Il n'est pas nécessaire au vu des circonstances de l'espèce et compte tenu des voies d'exécution encadrant la mesure d'expulsion ordonnée d'assortir celle-ci d'une astreinte pour garantir la libération des lieux. La demande de la société appelante de ce chef est donc rejetée.

5- Sur les frais de procédure et les dépens':

La décision querellée sera confirmée s'agissant des dépens de première instance et concernant les frais de procédure.

La société le Royaume du Jouet, qui succombe, doit supporter les dépens d'appel.
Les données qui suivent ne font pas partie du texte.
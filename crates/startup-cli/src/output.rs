//! Output formatting for the CLI.

use colored::*;
use startup_generator::{RunEvent, RunSummary};
use startup_store::LoadReport;

/// Output formatter.
pub struct Formatter {
    color_enabled: bool,
}

impl Formatter {
    /// Create a new formatter.
    pub fn new(color_enabled: bool) -> Self {
        Self { color_enabled }
    }

    /// Format a success message.
    pub fn success(&self, message: &str) -> String {
        self.colorize(&format!("✓ {}", message), "green")
    }

    /// Format an error message.
    pub fn error(&self, message: &str) -> String {
        self.colorize(&format!("✗ {}", message), "red")
    }

    /// Format an info message.
    pub fn info(&self, message: &str) -> String {
        self.colorize(&format!("ℹ {}", message), "blue")
    }

    /// Format a warning message.
    pub fn warning(&self, message: &str) -> String {
        self.colorize(&format!("⚠ {}", message), "yellow")
    }

    /// Format one progress event of a generation run.
    pub fn run_event(&self, event: &RunEvent<'_>) -> String {
        match event {
            RunEvent::Resumed {
                companies,
                next_index,
            } => self.info(&format!(
                "Resuming with {} companies, starting at index {}",
                companies, next_index
            )),
            RunEvent::Restarted => self.info("Starting fresh"),
            RunEvent::Generating {
                position,
                total,
                industry,
            } => format!("[{}/{}] Generating {} company...", position, total, industry),
            RunEvent::Generated(company) => self.success(&format!(
                "{} ({} products)",
                company.name,
                company.products.len()
            )),
            RunEvent::Failed { error, .. } => self.error(&format!("Failed: {}", error)),
        }
    }

    /// Format the end-of-run summary.
    pub fn run_summary(&self, summary: &RunSummary) -> String {
        let mut lines = vec![self.success(&format!(
            "Generated {} companies with {} products",
            summary.companies, summary.products
        ))];
        lines.push(self.info(&format!("Saved to {}", summary.output_file.display())));
        if !summary.completed {
            lines.push(self.warning(&format!(
                "Target not reached ({} failed this run); run again to continue",
                summary.failures
            )));
        }
        lines.join("\n")
    }

    /// Format an ingestion report.
    pub fn load_report(&self, report: &LoadReport) -> String {
        let mut lines = vec![self.success(&format!(
            "Loaded {} companies, skipped {} already present",
            report.loaded, report.skipped
        ))];
        for failure in &report.errors {
            lines.push(self.error(&format!("{}: {}", failure.company, failure.error)));
        }
        lines.join("\n")
    }

    /// Colorize text if color is enabled.
    fn colorize(&self, text: &str, color: &str) -> String {
        if !self.color_enabled {
            return text.to_string();
        }

        match color {
            "red" => text.red().to_string(),
            "green" => text.green().to_string(),
            "blue" => text.blue().to_string(),
            "yellow" => text.yellow().to_string(),
            _ => text.to_string(),
        }
    }
}
//! Integration tests for the API service

use axum::{
    body::Body,
    http::{Request, StatusCode},
    Router,
};
use serde_json::{json, Value};
use startup_api::handlers::{create_router, AppState};
use startup_store::SqliteStore;
use std::path::Path;
use tower::ServiceExt; // for oneshot

fn create_app(data_file: &Path) -> Router {
    let store = SqliteStore::new(":memory:").unwrap();
    create_router(AppState::new(store, data_file))
}

fn company_body(name: &str) -> Value {
    json!({
        "name": name,
        "tagline": "Payroll without the paperwork",
        "description": "A payroll service for small teams that files taxes automatically every quarter.",
        "industry": "FinTech",
        "founded_year": 2020,
        "employee_count": 40,
        "headquarters": "Dublin, Ireland",
        "website_url": "www.example.com"
    })
}

fn product_body(company_id: &str, name: &str, pricing: &str) -> Value {
    json!({
        "company_id": company_id,
        "name": name,
        "description": "Runs payroll in minutes.",
        "target_audience": "Teams under 50 people",
        "key_features": "• Direct deposit\n• Tax filing",
        "pricing_model": pricing
    })
}

async fn send(app: &Router, method: &str, uri: &str, body: Option<Value>) -> (StatusCode, Value) {
    let builder = Request::builder().method(method).uri(uri);
    let request = match body {
        Some(body) => builder
            .header("content-type", "application/json")
            .body(Body::from(body.to_string()))
            .unwrap(),
        None => builder.body(Body::empty()).unwrap(),
    };

    let response = app.clone().oneshot(request).await.unwrap();
    let status = response.status();
    let bytes = axum::body::to_bytes(response.into_body(), usize::MAX)
        .await
        .unwrap();
    let value = if bytes.is_empty() {
        Value::Null
    } else {
        serde_json::from_slice(&bytes).unwrap_or(Value::Null)
    };
    (status, value)
}

async fn send_raw(app: &Router, method: &str, uri: &str, body: &str) -> (StatusCode, Value) {
    let request = Request::builder()
        .method(method)
        .uri(uri)
        .header("content-type", "application/json")
        .body(Body::from(body.to_string()))
        .unwrap();

    let response = app.clone().oneshot(request).await.unwrap();
    let status = response.status();
    let bytes = axum::body::to_bytes(response.into_body(), usize::MAX)
        .await
        .unwrap();
    (status, serde_json::from_slice(&bytes).unwrap_or(Value::Null))
}

async fn create_company(app: &Router, name: &str) -> String {
    let (status, body) = send(app, "POST", "/companies", Some(company_body(name))).await;
    assert_eq!(status, StatusCode::CREATED);
    body["id"].as_str().unwrap().to_string()
}

#[tokio::test]
async fn test_company_crud_cycle() {
    let app = create_app(Path::new("unused.json"));

    let id = create_company(&app, "PayPilot").await;

    let (status, body) = send(&app, "GET", &format!("/companies/{}", id), None).await;
    assert_eq!(status, StatusCode::OK);
    assert_eq!(body["name"], "PayPilot");
    assert_eq!(body["products"].as_array().unwrap().len(), 0);

    let (status, body) = send(
        &app,
        "PUT",
        &format!("/companies/{}", id),
        Some(json!({"employee_count": 55})),
    )
    .await;
    assert_eq!(status, StatusCode::OK);
    assert_eq!(body["employee_count"], 55);
    assert_eq!(body["tagline"], "Payroll without the paperwork");

    let (status, body) = send(&app, "DELETE", &format!("/companies/{}", id), None).await;
    assert_eq!(status, StatusCode::OK);
    assert_eq!(body["deleted_products"], 0);

    let (status, body) = send(&app, "GET", &format!("/companies/{}", id), None).await;
    assert_eq!(status, StatusCode::NOT_FOUND);
    assert!(body["error"].is_string());
}

#[tokio::test]
async fn test_duplicate_company_is_bad_request() {
    let app = create_app(Path::new("unused.json"));
    create_company(&app, "PayPilot").await;

    let (status, body) = send(&app, "POST", "/companies", Some(company_body("PayPilot"))).await;
    assert_eq!(status, StatusCode::BAD_REQUEST);
    assert!(body["error"].as_str().unwrap().contains("PayPilot"));
}

#[tokio::test]
async fn test_rename_onto_existing_name_is_bad_request() {
    let app = create_app(Path::new("unused.json"));
    create_company(&app, "Alpha").await;
    let beta = create_company(&app, "Beta").await;

    let (status, _) = send(
        &app,
        "PUT",
        &format!("/companies/{}", beta),
        Some(json!({"name": "Alpha"})),
    )
    .await;
    assert_eq!(status, StatusCode::BAD_REQUEST);
}

#[tokio::test]
async fn test_invalid_company_is_unprocessable() {
    let app = create_app(Path::new("unused.json"));
    let mut body = company_body("TooOld");
    body["founded_year"] = json!(1850);

    let (status, _) = send(&app, "POST", "/companies", Some(body)).await;
    assert_eq!(status, StatusCode::UNPROCESSABLE_ENTITY);
}

#[tokio::test]
async fn test_company_pagination() {
    let app = create_app(Path::new("unused.json"));
    for i in 1..=25 {
        create_company(&app, &format!("Company {:02}", i)).await;
    }

    let (status, body) = send(&app, "GET", "/companies?page=2&per_page=10", None).await;
    assert_eq!(status, StatusCode::OK);
    assert_eq!(body["total"], 25);
    assert_eq!(body["total_pages"], 3);
    let companies = body["companies"].as_array().unwrap();
    assert_eq!(companies.len(), 10);
    assert_eq!(companies[0]["name"], "Company 11");
    assert_eq!(companies[9]["name"], "Company 20");

    let (status, _) = send(&app, "GET", "/companies?per_page=1001", None).await;
    assert_eq!(status, StatusCode::UNPROCESSABLE_ENTITY);

    let (status, _) = send(&app, "GET", "/companies?page=0", None).await;
    assert_eq!(status, StatusCode::UNPROCESSABLE_ENTITY);
}

#[tokio::test]
async fn test_products_and_cascade_delete() {
    let app = create_app(Path::new("unused.json"));
    let doomed = create_company(&app, "Doomed").await;
    let survivor = create_company(&app, "Survivor").await;

    for name in ["D1", "D2"] {
        let (status, _) = send(
            &app,
            "POST",
            "/products",
            Some(product_body(&doomed, name, "Subscription")),
        )
        .await;
        assert_eq!(status, StatusCode::CREATED);
    }
    let (_, kept) = send(
        &app,
        "POST",
        "/products",
        Some(product_body(&survivor, "S1", "Free")),
    )
    .await;

    let (_, body) = send(&app, "GET", "/products?pricing_model=Subscription", None).await;
    assert_eq!(body["total"], 2);

    let (_, body) = send(&app, "GET", &format!("/products?company_id={}", survivor), None).await;
    assert_eq!(body["total"], 1);

    let (_, body) = send(&app, "DELETE", &format!("/companies/{}", doomed), None).await;
    assert_eq!(body["deleted_products"], 2);
    assert_eq!(body["message"], "Company 'Doomed' deleted successfully");

    let (_, body) = send(&app, "GET", "/products", None).await;
    assert_eq!(body["total"], 1);

    let kept_id = kept["id"].as_str().unwrap();
    let (status, body) = send(&app, "GET", &format!("/products/{}", kept_id), None).await;
    assert_eq!(status, StatusCode::OK);
    assert_eq!(body["name"], "S1");
}

#[tokio::test]
async fn test_product_for_missing_company_is_not_found() {
    let app = create_app(Path::new("unused.json"));
    let missing = "0190a8c4-0000-7000-8000-000000000000";

    let (status, body) = send(
        &app,
        "POST",
        "/products",
        Some(product_body(missing, "Orphan", "Free")),
    )
    .await;
    assert_eq!(status, StatusCode::NOT_FOUND);
    assert_eq!(body["error"], "Company not found");
}

#[tokio::test]
async fn test_product_update_and_delete() {
    let app = create_app(Path::new("unused.json"));
    let company = create_company(&app, "Owner").await;
    let (_, product) = send(
        &app,
        "POST",
        "/products",
        Some(product_body(&company, "Widget", "Free")),
    )
    .await;
    let id = product["id"].as_str().unwrap();

    let (status, body) = send(
        &app,
        "PUT",
        &format!("/products/{}", id),
        Some(json!({"pricing_model": "Enterprise"})),
    )
    .await;
    assert_eq!(status, StatusCode::OK);
    assert_eq!(body["pricing_model"], "Enterprise");

    let (status, body) = send(&app, "DELETE", &format!("/products/{}", id), None).await;
    assert_eq!(status, StatusCode::OK);
    assert_eq!(body["message"], "Product deleted successfully");

    let (status, _) = send(&app, "DELETE", &format!("/products/{}", id), None).await;
    assert_eq!(status, StatusCode::NOT_FOUND);
}

#[tokio::test]
async fn test_load_data_twice() {
    let dir = tempfile::tempdir().unwrap();
    let data_file = dir.path().join("startup_data.json");

    let mut first = company_body("Loaded One");
    first["products"] = json!([{
        "name": "L1",
        "description": "Loads things quickly.",
        "target_audience": "Data teams",
        "key_features": "• Fast\n• Safe",
        "pricing_model": "Freemium"
    }]);
    let mut broken = company_body("Broken One");
    broken["products"] = json!([{
        "name": "B1",
        "description": "Breaks.",
        "target_audience": "Nobody",
        "key_features": "• Nothing",
        "pricing_model": "Freemium"
    }]);
    std::fs::write(
        &data_file,
        json!({"companies": [first, broken]}).to_string(),
    )
    .unwrap();

    let app = create_app(&data_file);

    let (status, body) = send(&app, "POST", "/load-data", None).await;
    assert_eq!(status, StatusCode::CREATED);
    assert_eq!(body["message"], "Data loading completed");
    assert_eq!(body["loaded"], 1);
    assert_eq!(body["skipped"], 0);
    assert_eq!(body["errors"][0]["company"], "Broken One");

    let (status, body) = send(&app, "POST", "/load-data", None).await;
    assert_eq!(status, StatusCode::CREATED);
    assert_eq!(body["loaded"], 0);
    assert_eq!(body["skipped"], 1);

    let (_, health) = send(&app, "GET", "/health", None).await;
    assert_eq!(health["statistics"]["total_companies"], 1);
    assert_eq!(health["statistics"]["total_products"], 1);
}

#[tokio::test]
async fn test_load_data_clean_run_has_null_errors() {
    let dir = tempfile::tempdir().unwrap();
    let data_file = dir.path().join("startup_data.json");
    std::fs::write(
        &data_file,
        json!({"companies": [company_body("Solo")]}).to_string(),
    )
    .unwrap();

    let app = create_app(&data_file);
    let (status, body) = send(&app, "POST", "/load-data", None).await;
    assert_eq!(status, StatusCode::CREATED);
    assert!(body["errors"].is_null());
}

#[tokio::test]
async fn test_load_data_file_errors() {
    let dir = tempfile::tempdir().unwrap();

    let app = create_app(&dir.path().join("missing.json"));
    let (status, _) = send(&app, "POST", "/load-data", None).await;
    assert_eq!(status, StatusCode::NOT_FOUND);

    let bad = dir.path().join("bad.json");
    std::fs::write(&bad, "not json at all").unwrap();
    let app = create_app(&bad);
    let (status, _) = send(&app, "POST", "/load-data", None).await;
    assert_eq!(status, StatusCode::BAD_REQUEST);

    let empty = dir.path().join("empty.json");
    std::fs::write(&empty, r#"{"companies": []}"#).unwrap();
    let app = create_app(&empty);
    let (status, body) = send(&app, "POST", "/load-data", None).await;
    assert_eq!(status, StatusCode::BAD_REQUEST);

    // Nothing was written by any failed load
    assert!(body["error"].is_string());
    let (_, health) = send(&app, "GET", "/health", None).await;
    assert_eq!(health["statistics"]["total_companies"], 0);
}

#[tokio::test]
async fn test_malformed_body_renders_json_error() {
    let app = create_app(Path::new("unused.json"));

    let (status, body) = send_raw(&app, "POST", "/companies", "{not json").await;
    assert_eq!(status, StatusCode::BAD_REQUEST);
    assert!(body["error"].is_string());

    let (status, body) = send(
        &app,
        "POST",
        "/products",
        Some(json!({"company_id": "x", "name": "n"})),
    )
    .await;
    assert_eq!(status, StatusCode::UNPROCESSABLE_ENTITY);
    assert!(body["error"].is_string());
}

#[tokio::test]
async fn test_malformed_query_renders_json_error() {
    let app = create_app(Path::new("unused.json"));

    let (status, body) = send(&app, "GET", "/companies?page=abc", None).await;
    assert_eq!(status, StatusCode::UNPROCESSABLE_ENTITY);
    assert!(body["error"].is_string());

    let (status, body) = send(&app, "GET", "/products?per_page=-1", None).await;
    assert_eq!(status, StatusCode::UNPROCESSABLE_ENTITY);
    assert!(body["error"].is_string());
}

#[tokio::test]
async fn test_unparseable_company_id_on_product_create_is_not_found() {
    let app = create_app(Path::new("unused.json"));

    let (status, body) = send(
        &app,
        "POST",
        "/products",
        Some(product_body("not-a-uuid", "Orphan", "Free")),
    )
    .await;
    assert_eq!(status, StatusCode::NOT_FOUND);
    assert_eq!(body["error"], "Company not found");
}

#[tokio::test]
async fn test_load_data_commit_failure_is_server_error() {
    let dir = tempfile::tempdir().unwrap();
    let data_file = dir.path().join("startup_data.json");
    std::fs::write(
        &data_file,
        json!({"companies": [company_body("Locked Out")]}).to_string(),
    )
    .unwrap();

    let db_path = dir.path().join("startups.db");
    let store = SqliteStore::new(&db_path).unwrap();
    let app = create_router(AppState::new(store, &data_file));

    // A reader mid-transaction blocks the final commit
    let reader = rusqlite::Connection::open(&db_path).unwrap();
    reader.execute_batch("BEGIN").unwrap();
    let _: i64 = reader
        .query_row("SELECT COUNT(*) FROM companies", [], |row| row.get(0))
        .unwrap();

    let (status, body) = send(&app, "POST", "/load-data", None).await;
    assert_eq!(status, StatusCode::INTERNAL_SERVER_ERROR);
    assert!(body["error"]
        .as_str()
        .unwrap()
        .starts_with("Failed to commit data"));

    reader.execute_batch("COMMIT").unwrap();
    let (_, health) = send(&app, "GET", "/health", None).await;
    assert_eq!(health["statistics"]["total_companies"], 0);
}

#[tokio::test]
async fn test_cors_allows_any_origin() {
    let app = create_app(Path::new("unused.json"));
    let request = Request::builder()
        .uri("/health")
        .header("origin", "http://localhost:3000")
        .body(Body::empty())
        .unwrap();

    let response = app.oneshot(request).await.unwrap();
    assert_eq!(response.status(), StatusCode::OK);
    assert_eq!(
        response.headers()["access-control-allow-origin"],
        "*"
    );
}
Déboutée de ses prétentions, elle ne peut prétendre à aucune indemnité de procédure.

En outre l'équité commande d'allouer à la société OFIE la somme de 2000 euros sur le fondement des dispositions de l'article 700 du code de procédure civile.

PAR CES MOTIFS

La cour, statuant par arrêt contradictoire,

Confirme l'ordonnance querellée sauf en ce qu'elle a':

- fixé le montant de l'indemnité journalière d'occupation due par la société le Royaume du Jouet à la société OFIE depuis la résiliation du bail litigieux à une somme égale au montant du dernier loyer, majoré des charges et accessoires et ce jusqu'à la libération définitive des lieux par la remise des clés,

- condamné la société le Royaume du Jouet à payer à la société OFIE la somme de 45 360,32 euros au titre des loyers, charges et indemnités d'occupation au jour de l'assignation augmentée des intérêts au taux légal à compter du 20 juin 2024 date du commandement de payer,

- octroyé à la société le Royaume du Jouet des délais de paiement de 24 mois,

- suspendu les effets de la clause résolutoire,

- dit que toute mensualité due au titre de l'arriéré, restée impayée sept jours-après la réception d'une mise en demeure par lettre recommandée avec avis de réception entraînera l'exigibilité de l'intégralité de la dette,

Statuant à nouveau des chefs infirmés et y ajoutant,

Condamne la SARL le Royaume du Jouet à payer, à titre provisionnel, à la société office français inter-entreprises la somme de 40 930,65 euros au titre des loyers et charges au jour de l'assignation augmentée des intérêts au taux légal à compter du 20 juin 2024 date du commandement de payer';

Fixe à titre provisionnel l'indemnité journalière d'occupation due par la société le Royaume du Jouet à la société office français inter-entreprises depuis la résiliation du bail litigieux au montant du loyer contractuellement dû à compter de ladite résiliation, soit le 20 juin 2024,'majorée des charges et accessoires jusqu'à la date de libération effective et définitive des lieux par la remise des clés ;

Rejette la demande de délais de paiement de la société le Royaume du Jouet et celle tendant à la suspension des effets de la clause résolutoire';

Ordonne l'expulsion de la société le Royaume du Jouet et de tous occupants de son chef, le cas échéant avec le concours de la force publique';

Rejette la demande de la société office français inter-entreprises tendant au prononcé d'une astreinte de 500 euros par jour de retard pour la libération des lieux, à compter de l'expiration d'un délai de 15 jours suivant la signification de l'arrêt à intervenir';

Condamne la société le Royaume du Jouet aux dépens d'appel';

Condamne la société le Royaume du Jouet à payer à la société office français inter-entreprises la somme de 2000 euros sur le fondement des dispositions de l'article 700 du code de procédure civile';

Déboute la société le Royaume du Jouet de sa demande formée à ce titre.